What you have to do - Only the lines from the beginning of the data below through the line containing "async fn send(app: &Router, request: Request<Body>)" belong in the response, each copied exactly.

Records for the task -
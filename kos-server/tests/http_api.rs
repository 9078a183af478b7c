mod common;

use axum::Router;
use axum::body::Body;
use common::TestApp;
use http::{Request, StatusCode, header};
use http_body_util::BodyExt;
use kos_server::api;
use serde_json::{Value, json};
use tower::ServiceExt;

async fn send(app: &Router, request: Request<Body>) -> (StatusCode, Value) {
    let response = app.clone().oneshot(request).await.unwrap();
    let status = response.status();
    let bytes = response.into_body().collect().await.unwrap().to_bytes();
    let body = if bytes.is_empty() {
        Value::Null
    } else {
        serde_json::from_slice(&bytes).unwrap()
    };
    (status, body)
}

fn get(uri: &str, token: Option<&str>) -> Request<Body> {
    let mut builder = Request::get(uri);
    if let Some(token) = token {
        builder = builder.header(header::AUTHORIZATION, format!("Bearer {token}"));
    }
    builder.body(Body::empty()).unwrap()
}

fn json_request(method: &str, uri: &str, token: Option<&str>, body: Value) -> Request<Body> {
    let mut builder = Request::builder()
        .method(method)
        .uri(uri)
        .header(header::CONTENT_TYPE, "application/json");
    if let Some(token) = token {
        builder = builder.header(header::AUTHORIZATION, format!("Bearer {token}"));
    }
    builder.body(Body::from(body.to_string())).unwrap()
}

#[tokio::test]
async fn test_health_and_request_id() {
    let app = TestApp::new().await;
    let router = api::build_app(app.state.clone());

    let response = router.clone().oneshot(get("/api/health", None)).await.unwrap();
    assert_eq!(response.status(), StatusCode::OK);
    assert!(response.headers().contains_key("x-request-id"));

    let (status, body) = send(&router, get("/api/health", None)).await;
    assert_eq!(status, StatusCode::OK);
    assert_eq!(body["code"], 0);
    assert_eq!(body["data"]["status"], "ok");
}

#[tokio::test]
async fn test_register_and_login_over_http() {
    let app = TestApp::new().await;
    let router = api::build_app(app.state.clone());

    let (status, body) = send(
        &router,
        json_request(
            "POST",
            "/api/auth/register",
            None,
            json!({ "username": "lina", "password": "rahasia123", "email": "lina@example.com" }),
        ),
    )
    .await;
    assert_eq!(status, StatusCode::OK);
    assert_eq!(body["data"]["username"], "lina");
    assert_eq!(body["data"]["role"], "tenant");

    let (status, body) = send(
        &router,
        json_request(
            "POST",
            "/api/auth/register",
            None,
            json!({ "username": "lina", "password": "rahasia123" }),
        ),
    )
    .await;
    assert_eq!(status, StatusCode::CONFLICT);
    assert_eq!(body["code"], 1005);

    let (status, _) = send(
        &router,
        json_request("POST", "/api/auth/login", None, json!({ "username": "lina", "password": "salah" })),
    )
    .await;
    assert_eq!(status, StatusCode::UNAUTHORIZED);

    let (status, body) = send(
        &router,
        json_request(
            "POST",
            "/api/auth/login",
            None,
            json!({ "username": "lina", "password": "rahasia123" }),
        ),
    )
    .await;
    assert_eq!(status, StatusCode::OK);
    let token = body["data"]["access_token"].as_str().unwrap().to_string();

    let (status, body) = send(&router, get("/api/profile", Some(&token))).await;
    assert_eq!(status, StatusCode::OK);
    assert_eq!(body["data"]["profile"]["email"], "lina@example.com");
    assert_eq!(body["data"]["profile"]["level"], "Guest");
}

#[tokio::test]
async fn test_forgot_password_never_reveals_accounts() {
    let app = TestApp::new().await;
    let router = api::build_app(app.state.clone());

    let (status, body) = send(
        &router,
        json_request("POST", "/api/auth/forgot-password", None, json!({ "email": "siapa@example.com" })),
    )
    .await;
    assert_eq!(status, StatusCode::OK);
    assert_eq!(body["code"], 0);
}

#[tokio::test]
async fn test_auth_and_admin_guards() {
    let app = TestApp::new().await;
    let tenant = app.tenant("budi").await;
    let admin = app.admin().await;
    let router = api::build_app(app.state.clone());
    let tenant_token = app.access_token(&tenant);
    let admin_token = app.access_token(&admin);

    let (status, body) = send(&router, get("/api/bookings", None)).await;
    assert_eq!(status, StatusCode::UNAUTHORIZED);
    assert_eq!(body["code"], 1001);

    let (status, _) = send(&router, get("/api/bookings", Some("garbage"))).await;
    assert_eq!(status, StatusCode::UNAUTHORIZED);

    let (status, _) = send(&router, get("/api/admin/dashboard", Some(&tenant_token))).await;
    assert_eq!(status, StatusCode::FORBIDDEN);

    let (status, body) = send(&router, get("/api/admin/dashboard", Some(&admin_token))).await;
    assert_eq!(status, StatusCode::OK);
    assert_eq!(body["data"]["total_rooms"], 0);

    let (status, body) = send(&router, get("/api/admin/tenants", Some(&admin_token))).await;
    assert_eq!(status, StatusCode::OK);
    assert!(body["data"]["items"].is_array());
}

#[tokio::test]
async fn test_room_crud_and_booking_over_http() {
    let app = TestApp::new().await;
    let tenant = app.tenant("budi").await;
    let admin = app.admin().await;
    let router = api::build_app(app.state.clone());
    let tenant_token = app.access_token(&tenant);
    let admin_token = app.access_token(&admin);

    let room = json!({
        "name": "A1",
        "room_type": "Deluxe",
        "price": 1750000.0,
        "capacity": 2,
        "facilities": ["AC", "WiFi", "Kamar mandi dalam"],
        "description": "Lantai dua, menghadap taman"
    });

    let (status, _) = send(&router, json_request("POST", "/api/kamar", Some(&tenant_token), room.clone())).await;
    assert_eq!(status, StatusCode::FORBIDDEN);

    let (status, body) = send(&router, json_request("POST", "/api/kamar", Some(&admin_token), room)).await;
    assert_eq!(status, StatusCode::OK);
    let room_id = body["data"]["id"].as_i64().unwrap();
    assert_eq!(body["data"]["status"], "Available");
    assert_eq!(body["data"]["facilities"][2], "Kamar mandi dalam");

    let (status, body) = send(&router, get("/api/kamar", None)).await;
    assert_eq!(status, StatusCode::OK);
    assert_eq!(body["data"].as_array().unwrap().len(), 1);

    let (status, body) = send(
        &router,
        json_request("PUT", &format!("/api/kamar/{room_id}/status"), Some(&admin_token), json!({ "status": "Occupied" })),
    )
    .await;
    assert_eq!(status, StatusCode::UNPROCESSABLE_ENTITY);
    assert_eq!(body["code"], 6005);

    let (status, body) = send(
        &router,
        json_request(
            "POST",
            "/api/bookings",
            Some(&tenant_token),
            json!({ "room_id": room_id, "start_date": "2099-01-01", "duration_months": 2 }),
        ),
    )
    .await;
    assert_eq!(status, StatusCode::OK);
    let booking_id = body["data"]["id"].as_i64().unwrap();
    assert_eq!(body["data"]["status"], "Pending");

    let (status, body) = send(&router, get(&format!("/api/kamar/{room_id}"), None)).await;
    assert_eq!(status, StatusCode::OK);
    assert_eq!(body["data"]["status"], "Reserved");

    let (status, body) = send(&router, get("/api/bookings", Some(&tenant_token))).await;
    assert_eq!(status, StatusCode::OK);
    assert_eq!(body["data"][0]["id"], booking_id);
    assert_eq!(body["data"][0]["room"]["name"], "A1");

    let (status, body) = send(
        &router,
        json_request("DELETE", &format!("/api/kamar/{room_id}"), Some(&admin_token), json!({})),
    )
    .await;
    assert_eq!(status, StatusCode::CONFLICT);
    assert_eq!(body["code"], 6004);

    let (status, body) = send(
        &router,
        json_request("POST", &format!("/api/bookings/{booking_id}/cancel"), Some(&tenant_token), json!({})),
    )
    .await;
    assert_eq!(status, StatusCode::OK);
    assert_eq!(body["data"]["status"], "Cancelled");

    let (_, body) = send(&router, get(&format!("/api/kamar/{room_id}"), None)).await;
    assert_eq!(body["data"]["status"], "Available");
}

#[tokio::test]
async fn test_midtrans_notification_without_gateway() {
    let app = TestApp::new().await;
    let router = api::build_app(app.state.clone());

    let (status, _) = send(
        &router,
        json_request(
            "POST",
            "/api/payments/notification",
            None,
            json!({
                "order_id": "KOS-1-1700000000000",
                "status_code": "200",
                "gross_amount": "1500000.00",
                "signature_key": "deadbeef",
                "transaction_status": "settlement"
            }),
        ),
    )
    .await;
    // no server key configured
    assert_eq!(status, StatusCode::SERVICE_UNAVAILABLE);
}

Response box -
filename kos-server/tests/http_api.rs
repository 9078a183af478b7c
mod common;

use axum::Router;
use axum::body::Body;
use common::TestApp;
use http::{Request, StatusCode, header};
use http_body_util::BodyExt;
use kos_server::api;
use serde_json::{Value, json};
use tower::ServiceExt;

async fn send(app: &Router, request: Request<Body>) -> (StatusCode, Value) {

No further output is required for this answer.